» Your instructions: Where does the word "engine" show up in the records? Copy every line that has it.

» Data listing:
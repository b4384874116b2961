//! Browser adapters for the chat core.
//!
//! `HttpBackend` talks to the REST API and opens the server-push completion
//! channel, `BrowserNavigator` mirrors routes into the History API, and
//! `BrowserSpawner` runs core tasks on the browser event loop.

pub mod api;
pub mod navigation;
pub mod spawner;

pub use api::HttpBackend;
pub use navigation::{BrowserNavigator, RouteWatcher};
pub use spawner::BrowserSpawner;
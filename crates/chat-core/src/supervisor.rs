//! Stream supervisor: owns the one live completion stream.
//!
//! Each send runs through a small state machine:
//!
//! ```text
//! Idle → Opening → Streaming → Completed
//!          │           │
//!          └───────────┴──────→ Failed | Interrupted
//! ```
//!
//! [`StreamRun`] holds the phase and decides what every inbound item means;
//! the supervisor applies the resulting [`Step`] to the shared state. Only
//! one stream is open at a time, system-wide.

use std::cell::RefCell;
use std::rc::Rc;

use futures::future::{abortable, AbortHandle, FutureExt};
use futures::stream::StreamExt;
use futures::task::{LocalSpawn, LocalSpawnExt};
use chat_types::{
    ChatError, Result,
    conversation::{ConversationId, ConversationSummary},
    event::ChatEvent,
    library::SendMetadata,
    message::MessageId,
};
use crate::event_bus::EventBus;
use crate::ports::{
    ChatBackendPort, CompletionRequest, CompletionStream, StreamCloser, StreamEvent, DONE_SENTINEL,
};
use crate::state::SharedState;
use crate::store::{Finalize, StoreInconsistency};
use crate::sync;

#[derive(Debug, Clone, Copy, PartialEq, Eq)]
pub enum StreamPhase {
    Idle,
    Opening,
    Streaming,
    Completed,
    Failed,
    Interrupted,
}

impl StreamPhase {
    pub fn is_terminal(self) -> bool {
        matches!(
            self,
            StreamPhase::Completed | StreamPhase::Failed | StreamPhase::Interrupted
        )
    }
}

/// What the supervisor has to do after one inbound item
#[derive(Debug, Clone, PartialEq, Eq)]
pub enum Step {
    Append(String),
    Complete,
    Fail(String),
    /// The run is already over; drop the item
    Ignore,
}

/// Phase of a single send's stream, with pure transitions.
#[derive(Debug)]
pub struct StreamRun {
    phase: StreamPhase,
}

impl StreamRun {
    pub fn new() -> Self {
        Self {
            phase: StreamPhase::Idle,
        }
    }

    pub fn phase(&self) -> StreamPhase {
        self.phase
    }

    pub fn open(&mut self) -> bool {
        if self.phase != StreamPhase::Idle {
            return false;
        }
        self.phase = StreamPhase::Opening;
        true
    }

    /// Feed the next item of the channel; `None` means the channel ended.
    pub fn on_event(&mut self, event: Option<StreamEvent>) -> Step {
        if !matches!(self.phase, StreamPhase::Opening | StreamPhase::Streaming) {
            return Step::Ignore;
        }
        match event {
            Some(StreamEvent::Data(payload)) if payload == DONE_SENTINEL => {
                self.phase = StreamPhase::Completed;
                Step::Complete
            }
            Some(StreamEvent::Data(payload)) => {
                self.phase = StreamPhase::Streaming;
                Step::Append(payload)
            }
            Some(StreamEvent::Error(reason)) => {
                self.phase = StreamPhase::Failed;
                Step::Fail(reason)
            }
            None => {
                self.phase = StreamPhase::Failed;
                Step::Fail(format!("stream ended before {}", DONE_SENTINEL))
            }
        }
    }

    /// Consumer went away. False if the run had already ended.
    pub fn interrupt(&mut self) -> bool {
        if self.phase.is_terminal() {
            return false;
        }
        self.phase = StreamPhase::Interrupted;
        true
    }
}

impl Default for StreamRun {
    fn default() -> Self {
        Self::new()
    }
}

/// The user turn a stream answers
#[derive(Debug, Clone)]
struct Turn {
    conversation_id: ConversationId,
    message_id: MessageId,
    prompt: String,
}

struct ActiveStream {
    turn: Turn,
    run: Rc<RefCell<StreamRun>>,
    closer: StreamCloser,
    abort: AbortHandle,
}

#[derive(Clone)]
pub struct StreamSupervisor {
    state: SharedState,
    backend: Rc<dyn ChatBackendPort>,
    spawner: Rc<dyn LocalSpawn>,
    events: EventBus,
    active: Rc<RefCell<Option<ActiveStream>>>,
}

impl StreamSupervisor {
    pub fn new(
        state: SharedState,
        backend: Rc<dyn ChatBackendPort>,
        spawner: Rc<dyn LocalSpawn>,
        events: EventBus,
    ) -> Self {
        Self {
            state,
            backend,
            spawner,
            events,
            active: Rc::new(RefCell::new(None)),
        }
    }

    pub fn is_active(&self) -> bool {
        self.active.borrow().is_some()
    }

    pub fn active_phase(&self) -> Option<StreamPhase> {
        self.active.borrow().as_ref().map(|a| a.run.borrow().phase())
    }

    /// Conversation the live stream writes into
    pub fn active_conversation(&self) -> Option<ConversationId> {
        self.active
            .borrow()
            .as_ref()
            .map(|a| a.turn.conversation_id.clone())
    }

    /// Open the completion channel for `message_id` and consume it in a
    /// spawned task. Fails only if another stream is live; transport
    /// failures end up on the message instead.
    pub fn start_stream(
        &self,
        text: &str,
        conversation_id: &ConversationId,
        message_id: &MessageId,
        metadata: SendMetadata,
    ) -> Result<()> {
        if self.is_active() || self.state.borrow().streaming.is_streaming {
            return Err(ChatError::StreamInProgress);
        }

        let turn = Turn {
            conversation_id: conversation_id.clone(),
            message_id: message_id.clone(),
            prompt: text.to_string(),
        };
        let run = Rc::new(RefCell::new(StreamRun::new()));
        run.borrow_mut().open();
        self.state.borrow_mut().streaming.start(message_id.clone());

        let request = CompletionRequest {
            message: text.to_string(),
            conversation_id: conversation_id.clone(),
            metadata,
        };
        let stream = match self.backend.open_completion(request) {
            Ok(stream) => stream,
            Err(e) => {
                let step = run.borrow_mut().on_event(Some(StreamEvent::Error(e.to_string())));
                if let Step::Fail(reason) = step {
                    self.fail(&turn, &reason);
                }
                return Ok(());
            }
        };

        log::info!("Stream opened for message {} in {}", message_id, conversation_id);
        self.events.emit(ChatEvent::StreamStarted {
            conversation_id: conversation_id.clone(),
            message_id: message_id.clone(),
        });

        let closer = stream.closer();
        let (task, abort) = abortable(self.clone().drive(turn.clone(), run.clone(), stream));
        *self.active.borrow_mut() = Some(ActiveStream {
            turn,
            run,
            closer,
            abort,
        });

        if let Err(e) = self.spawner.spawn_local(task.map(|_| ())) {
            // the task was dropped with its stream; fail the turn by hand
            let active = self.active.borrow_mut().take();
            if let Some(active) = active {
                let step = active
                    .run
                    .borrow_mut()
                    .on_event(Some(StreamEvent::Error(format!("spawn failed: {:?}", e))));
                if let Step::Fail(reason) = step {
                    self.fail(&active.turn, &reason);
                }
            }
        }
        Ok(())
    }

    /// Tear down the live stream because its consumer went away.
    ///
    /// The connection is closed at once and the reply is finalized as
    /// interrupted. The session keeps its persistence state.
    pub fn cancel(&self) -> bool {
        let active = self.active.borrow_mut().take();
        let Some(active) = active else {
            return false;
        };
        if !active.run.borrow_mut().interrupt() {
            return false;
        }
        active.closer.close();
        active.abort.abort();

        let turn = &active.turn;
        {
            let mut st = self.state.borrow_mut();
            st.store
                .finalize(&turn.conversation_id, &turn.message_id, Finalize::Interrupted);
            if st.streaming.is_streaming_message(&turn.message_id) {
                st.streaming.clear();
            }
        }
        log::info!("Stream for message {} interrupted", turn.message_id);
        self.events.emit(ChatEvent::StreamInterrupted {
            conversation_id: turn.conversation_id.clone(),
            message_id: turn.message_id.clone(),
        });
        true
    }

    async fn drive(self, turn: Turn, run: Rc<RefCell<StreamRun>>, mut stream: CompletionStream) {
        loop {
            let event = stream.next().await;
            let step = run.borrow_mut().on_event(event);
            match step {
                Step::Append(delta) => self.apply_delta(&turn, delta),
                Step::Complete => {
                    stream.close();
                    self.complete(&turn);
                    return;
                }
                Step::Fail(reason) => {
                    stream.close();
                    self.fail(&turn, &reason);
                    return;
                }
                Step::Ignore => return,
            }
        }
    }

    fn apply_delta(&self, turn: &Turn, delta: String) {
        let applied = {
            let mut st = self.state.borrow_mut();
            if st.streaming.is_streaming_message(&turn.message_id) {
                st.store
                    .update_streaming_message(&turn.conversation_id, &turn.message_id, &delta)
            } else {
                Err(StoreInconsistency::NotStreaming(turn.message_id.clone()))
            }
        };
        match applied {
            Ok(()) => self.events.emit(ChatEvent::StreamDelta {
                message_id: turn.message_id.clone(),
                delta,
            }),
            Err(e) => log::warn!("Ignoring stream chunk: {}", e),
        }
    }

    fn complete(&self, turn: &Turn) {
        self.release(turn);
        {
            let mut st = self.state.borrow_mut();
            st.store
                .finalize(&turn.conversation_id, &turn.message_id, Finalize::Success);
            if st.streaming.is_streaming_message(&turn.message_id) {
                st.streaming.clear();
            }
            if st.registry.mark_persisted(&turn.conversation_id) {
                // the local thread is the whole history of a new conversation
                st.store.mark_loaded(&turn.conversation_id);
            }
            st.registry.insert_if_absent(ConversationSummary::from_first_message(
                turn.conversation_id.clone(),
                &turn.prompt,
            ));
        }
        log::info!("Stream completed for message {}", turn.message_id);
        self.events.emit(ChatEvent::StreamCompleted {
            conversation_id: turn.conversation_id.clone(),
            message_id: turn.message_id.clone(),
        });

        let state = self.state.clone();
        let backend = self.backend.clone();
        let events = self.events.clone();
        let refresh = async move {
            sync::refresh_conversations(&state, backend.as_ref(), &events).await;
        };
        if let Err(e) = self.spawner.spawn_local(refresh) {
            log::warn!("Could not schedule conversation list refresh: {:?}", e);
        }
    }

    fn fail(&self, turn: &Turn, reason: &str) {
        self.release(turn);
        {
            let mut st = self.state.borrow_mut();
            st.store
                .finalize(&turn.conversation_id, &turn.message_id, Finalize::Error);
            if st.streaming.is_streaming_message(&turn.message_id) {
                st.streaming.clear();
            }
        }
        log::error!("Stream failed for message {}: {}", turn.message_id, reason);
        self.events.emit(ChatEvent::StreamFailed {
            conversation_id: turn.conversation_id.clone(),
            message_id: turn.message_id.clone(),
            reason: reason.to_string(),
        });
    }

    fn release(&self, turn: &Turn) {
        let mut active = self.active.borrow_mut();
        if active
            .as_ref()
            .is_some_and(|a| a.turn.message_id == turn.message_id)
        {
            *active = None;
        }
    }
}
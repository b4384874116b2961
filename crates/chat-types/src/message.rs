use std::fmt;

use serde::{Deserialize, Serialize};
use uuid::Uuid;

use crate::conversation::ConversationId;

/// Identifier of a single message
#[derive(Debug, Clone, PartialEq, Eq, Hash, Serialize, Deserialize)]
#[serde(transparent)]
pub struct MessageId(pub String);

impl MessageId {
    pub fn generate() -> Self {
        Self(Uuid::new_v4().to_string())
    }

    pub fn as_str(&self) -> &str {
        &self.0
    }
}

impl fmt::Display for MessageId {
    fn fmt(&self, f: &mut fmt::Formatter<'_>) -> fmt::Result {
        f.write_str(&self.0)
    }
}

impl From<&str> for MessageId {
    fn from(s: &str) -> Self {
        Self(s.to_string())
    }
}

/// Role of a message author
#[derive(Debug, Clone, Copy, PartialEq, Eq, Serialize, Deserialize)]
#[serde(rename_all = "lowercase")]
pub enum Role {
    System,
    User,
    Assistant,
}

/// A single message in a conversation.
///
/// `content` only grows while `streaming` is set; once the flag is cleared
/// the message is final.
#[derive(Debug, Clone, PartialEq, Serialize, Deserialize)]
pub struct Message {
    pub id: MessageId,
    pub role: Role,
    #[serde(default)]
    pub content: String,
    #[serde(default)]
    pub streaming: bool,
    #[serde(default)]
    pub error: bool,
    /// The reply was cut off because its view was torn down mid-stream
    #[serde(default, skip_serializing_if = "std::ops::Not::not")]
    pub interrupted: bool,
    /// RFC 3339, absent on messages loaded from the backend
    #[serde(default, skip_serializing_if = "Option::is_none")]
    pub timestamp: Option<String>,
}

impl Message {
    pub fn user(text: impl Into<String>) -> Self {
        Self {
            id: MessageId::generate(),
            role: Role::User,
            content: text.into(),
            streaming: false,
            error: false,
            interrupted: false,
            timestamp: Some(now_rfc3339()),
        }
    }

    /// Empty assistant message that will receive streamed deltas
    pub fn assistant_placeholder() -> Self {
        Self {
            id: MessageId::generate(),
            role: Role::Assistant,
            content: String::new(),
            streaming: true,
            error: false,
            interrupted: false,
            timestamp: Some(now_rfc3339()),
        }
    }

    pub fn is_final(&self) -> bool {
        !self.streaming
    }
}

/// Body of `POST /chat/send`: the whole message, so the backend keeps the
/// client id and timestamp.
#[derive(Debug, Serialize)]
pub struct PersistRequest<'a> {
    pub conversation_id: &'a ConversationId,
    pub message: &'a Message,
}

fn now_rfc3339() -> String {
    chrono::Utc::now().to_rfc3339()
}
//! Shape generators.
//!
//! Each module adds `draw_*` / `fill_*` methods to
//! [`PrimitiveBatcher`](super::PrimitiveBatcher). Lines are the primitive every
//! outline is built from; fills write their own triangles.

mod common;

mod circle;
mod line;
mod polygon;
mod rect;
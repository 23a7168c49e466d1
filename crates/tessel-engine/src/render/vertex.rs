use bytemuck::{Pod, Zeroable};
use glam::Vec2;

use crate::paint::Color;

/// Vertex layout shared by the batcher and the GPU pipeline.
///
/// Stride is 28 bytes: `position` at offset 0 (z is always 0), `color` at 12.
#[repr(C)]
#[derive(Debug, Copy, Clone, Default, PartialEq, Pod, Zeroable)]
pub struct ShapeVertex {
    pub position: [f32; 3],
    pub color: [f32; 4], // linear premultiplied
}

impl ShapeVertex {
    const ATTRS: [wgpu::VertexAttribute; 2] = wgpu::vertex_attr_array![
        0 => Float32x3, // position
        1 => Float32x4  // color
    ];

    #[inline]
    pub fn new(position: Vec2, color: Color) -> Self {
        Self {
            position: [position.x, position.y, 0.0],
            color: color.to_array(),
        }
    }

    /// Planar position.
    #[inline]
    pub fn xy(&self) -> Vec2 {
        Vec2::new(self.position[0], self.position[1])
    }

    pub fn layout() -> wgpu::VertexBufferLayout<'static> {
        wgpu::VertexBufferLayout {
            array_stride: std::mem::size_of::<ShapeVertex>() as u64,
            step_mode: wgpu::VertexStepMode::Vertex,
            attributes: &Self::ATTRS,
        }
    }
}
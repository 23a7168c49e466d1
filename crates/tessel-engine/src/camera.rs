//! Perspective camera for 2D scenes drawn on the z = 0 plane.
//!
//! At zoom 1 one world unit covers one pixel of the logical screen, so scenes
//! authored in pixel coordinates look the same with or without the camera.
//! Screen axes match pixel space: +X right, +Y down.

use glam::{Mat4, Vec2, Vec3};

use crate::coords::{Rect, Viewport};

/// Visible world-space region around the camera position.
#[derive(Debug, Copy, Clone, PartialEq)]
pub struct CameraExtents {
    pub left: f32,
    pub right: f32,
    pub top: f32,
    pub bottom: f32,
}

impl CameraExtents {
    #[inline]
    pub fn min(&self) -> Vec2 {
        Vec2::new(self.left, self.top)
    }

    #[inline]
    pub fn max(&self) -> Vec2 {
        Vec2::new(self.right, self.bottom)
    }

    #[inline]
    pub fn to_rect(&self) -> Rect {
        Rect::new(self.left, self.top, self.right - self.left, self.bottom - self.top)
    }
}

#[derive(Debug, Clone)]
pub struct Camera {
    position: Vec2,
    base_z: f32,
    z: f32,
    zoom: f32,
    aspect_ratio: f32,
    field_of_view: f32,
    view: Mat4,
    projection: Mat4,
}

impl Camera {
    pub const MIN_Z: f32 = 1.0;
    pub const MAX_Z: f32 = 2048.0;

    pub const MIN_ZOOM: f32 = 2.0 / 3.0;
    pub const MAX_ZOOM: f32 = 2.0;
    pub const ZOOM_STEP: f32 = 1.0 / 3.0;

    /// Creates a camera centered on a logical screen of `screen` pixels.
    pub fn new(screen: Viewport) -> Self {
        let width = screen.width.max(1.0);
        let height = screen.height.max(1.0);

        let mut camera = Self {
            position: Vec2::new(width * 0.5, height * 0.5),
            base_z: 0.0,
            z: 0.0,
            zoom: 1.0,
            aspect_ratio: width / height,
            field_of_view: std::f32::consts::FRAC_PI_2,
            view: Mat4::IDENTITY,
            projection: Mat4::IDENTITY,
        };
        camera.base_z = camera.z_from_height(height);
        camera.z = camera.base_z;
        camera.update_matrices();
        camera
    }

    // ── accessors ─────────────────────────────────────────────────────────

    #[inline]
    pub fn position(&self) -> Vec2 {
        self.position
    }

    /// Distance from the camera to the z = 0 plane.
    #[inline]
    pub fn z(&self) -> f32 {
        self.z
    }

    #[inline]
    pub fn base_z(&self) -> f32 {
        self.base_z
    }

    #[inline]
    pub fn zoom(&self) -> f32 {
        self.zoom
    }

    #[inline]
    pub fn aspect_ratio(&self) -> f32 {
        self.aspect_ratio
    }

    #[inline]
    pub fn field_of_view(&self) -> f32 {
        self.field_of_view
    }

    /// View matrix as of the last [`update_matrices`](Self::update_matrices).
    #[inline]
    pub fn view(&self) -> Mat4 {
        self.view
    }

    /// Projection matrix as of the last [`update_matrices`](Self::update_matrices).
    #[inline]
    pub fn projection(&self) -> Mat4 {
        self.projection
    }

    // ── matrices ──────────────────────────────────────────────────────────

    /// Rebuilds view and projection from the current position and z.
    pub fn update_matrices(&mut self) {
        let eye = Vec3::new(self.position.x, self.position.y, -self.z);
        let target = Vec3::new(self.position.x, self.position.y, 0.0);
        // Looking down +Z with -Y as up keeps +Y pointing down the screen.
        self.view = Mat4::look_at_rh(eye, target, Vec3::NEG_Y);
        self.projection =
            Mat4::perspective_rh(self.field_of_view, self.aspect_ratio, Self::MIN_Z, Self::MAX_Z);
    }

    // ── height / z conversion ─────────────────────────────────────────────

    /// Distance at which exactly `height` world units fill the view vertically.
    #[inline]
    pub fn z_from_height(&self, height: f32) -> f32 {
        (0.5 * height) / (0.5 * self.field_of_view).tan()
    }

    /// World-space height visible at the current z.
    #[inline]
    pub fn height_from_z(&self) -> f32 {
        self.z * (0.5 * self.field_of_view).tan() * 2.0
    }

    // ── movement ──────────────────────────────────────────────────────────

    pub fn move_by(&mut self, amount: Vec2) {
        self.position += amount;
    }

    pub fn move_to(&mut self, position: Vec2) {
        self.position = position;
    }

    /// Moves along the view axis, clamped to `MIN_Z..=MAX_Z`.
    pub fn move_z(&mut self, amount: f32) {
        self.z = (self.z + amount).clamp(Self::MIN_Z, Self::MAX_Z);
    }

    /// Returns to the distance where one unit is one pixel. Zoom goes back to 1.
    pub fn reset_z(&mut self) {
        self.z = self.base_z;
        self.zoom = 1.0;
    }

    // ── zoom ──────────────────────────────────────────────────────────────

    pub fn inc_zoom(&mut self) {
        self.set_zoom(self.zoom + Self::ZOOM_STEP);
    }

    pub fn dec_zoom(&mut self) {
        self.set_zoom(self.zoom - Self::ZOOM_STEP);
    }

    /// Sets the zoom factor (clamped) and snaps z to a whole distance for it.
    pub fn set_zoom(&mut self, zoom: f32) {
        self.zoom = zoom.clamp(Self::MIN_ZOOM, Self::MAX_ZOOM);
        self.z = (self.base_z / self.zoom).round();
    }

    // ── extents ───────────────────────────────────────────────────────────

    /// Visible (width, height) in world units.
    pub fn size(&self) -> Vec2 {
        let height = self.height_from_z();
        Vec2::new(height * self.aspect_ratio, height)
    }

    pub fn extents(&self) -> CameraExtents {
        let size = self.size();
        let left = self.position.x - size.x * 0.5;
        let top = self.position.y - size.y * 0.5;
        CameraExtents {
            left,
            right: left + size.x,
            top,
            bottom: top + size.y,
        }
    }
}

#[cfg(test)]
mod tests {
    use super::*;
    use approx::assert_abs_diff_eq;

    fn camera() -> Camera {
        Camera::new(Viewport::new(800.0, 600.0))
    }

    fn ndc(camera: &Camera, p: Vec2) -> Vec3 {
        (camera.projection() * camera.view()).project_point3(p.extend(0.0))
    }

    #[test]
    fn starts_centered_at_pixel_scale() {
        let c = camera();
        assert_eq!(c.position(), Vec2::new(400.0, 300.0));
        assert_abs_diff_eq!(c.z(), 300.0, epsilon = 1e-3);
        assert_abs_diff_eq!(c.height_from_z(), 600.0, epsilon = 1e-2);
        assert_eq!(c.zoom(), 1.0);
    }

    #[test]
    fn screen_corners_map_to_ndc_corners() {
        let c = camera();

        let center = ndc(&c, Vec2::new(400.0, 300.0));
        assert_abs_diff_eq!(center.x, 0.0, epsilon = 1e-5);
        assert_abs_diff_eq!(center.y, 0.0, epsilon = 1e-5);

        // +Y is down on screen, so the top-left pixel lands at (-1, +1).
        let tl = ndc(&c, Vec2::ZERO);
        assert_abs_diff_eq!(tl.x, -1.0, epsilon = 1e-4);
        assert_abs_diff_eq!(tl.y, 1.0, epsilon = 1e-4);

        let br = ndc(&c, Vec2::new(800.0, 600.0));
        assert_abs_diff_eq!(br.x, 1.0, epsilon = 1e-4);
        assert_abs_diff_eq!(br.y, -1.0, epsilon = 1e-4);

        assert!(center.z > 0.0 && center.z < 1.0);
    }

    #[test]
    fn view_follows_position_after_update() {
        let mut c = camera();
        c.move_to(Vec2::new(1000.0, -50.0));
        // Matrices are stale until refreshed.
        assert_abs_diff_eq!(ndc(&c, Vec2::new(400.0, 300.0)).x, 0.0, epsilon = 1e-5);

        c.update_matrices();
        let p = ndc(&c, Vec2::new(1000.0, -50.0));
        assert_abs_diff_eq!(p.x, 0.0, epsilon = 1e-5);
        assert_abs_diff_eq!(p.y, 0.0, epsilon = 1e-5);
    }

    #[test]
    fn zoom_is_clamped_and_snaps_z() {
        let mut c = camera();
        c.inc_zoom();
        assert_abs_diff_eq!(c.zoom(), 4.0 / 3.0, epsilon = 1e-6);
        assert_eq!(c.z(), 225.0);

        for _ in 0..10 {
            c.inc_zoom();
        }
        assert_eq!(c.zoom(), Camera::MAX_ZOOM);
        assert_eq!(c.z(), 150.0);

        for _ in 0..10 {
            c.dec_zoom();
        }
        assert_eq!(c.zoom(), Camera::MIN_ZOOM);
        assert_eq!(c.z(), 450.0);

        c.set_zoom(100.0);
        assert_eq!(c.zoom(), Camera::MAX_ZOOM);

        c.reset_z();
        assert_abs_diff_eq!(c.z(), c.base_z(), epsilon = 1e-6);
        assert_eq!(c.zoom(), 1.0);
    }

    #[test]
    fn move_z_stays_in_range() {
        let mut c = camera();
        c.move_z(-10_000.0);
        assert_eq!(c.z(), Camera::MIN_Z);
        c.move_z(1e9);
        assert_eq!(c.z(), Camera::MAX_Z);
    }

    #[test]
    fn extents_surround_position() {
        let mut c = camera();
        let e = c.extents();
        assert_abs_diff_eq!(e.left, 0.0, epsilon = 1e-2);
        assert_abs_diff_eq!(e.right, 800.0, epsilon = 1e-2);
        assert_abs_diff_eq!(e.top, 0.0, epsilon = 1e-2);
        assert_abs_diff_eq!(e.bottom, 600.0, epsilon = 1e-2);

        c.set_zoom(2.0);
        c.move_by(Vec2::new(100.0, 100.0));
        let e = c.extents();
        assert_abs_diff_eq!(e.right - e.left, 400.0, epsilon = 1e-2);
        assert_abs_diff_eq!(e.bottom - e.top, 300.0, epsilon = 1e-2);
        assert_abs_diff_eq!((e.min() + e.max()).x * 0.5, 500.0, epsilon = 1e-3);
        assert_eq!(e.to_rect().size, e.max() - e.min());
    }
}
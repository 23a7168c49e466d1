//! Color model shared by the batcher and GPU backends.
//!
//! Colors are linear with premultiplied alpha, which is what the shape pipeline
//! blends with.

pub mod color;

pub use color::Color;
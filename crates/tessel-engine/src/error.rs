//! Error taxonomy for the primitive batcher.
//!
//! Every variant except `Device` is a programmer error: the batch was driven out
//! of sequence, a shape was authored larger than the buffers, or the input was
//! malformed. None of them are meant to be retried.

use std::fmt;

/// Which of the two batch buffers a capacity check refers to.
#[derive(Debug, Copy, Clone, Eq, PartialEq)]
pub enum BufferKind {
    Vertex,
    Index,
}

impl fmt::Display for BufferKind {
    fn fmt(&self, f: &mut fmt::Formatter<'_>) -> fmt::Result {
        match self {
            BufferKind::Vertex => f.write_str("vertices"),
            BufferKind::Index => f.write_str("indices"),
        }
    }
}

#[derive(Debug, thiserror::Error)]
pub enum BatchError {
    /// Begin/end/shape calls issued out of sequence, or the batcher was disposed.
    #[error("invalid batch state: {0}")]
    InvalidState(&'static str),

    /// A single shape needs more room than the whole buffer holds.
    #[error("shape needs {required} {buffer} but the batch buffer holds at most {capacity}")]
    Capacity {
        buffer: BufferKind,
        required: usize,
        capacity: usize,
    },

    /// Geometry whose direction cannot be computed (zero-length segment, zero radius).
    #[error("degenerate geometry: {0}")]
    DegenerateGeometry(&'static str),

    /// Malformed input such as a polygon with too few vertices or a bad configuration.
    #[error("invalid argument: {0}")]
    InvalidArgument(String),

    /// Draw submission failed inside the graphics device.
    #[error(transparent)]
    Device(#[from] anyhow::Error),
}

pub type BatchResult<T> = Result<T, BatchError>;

» Exercise output:
filename crates/tessel-engine/src/render/vertex.rs
filename crates/tessel-engine/src/camera.rs
filename crates/tessel-engine/src/error.rs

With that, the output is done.